The value of mergers and acquisitions activities in the Middle East jumped by 43 percent in the first half of the year, compared to second half of 2010, according to Zephyr half year M&A Report issued by Bureau van Dijk (BvD).
The value of Middle East deals held well during the first six months of 2011 despite political uncertainty in the region. There were 222 transactions with target companies based in the Middle East, and they were worth a combined $10.2 billion, compared to $7.1 billion during July to December, 2010.
Qatar topped the value ranking with $3.6 billion from its five transactions, while the UAE and Kuwait were also important target countries with $3.5 billion and $1.1 billion respectively.
The first half is traditionally the stronger six months of the year in Middle East deal making. However, the value of overall deals in the period was driven down by weakened private equity activity, according to the report.
Overall transaction value was down 24 percent compared with the first six months of 2010, while the value of private equity deals plunged 84 percent.

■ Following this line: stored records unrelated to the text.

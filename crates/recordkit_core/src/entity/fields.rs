//! Auditing columns shared by every entity.

use super::time::LocalTime;
use serde::{Deserialize, Serialize};

/// Columns written only when a row is created.
pub const CREATE_ONLY_COLUMNS: [&str; 3] = ["created_at", "create_by", "create_by_name"];

/// Columns written only when a row is updated.
pub const UPDATE_ONLY_COLUMNS: [&str; 3] = ["updated_at", "update_by", "update_by_name"];

/// Soft-delete marker column.
pub const DELETED_AT_COLUMN: &str = "deleted_at";

/// Identifier and auditing fields, embedded in an entity with
/// `#[serde(flatten)]`.
///
/// ```rust
/// use recordkit_core::AuditFields;
/// use serde::{Deserialize, Serialize};
///
/// #[derive(Debug, Clone, Default, Serialize, Deserialize)]
/// struct Customer {
///     #[serde(flatten)]
///     audit: AuditFields,
///     name: String,
/// }
/// ```
#[derive(Debug, Clone, Default, PartialEq, Eq, Serialize, Deserialize)]
#[serde(default)]
pub struct AuditFields {
    /// Store-assigned identifier; 0 until persisted.
    pub id: u64,
    /// Creator id.
    pub create_by: String,
    /// Creator display name.
    pub create_by_name: String,
    /// Creation time.
    pub created_at: Option<LocalTime>,
    /// Last updater id.
    pub update_by: String,
    /// Last updater display name.
    pub update_by_name: String,
    /// Last update time.
    pub updated_at: Option<LocalTime>,
    /// Soft-delete marker.
    pub deleted_at: Option<LocalTime>,
}

impl AuditFields {
    /// Returns true once the row has been persisted.
    #[must_use]
    pub const fn is_persisted(&self) -> bool {
        self.id != 0
    }

    /// Returns true if the row is soft-deleted.
    #[must_use]
    pub const fn is_deleted(&self) -> bool {
        self.deleted_at.is_some()
    }
}

#[cfg(test)]
mod tests {
    use super::*;
    use serde_json::json;

    #[test]
    fn missing_columns_default() {
        let fields: AuditFields = serde_json::from_value(json!({"id": 4})).unwrap();
        assert_eq!(fields.id, 4);
        assert!(fields.created_at.is_none());
        assert!(fields.is_persisted());
        assert!(!fields.is_deleted());
    }

    #[test]
    fn serializes_null_timestamps() {
        let value = serde_json::to_value(AuditFields::default()).unwrap();
        assert_eq!(value["deleted_at"], serde_json::Value::Null);
        assert_eq!(value["id"], 0);
    }
}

There were just seven private equity deals with Middle East targets in the first half worth $25 million. This was the weakest result since 2007.
The largest deal by value with a target company based in the Middle East was a rights issue by Qatar National Bank worth $3.5 billion. While the funds raised will be put towards expansion, it is worth noting that the largest transaction in six months was a capital increase, so therefore not indicative of a strong M&A market.
Banks lead by value but healthcare is major growth sector. The number two deal by value, Centurion Investment’s $1.1 billion purchase of a 40 percent stake in UAE-based NMC Healthcare, is evidence of increased M&A targeting healthcare companies.
Kuwait-based hospital operator Health Insurance Hospitals’ Company was also the target of a top ten deal, with Kuwait Investment Authority providing $566 million for a 50 percent stake.
The report said as is usually the case, the banking industry accounted for the largest proportion of total deal value. Education/health was second placed, and the value of deals targeting companies in these segments was 48 times higher in the first half, compared with same period in 2010.
Jordan accounted for the largest proportion of total deal volume in H1 2011 – some 52 percent – but these were not high-value transactions, or their values were not disclosed. The total value of deals with targets based in Jordan was $209 million – equivalent to just 2 percent of all Middle East value in H1 2011.
The value of global deals grew by eight percent in the first six months of 2011 to $1,728 billion from $1,601 billion in the corresponding six months of 2010. The gain was recorded despite deal volume continuing a decline that began after second half of 2009, and suggests higher company valuations in first half of 2011 over first six months of 2010.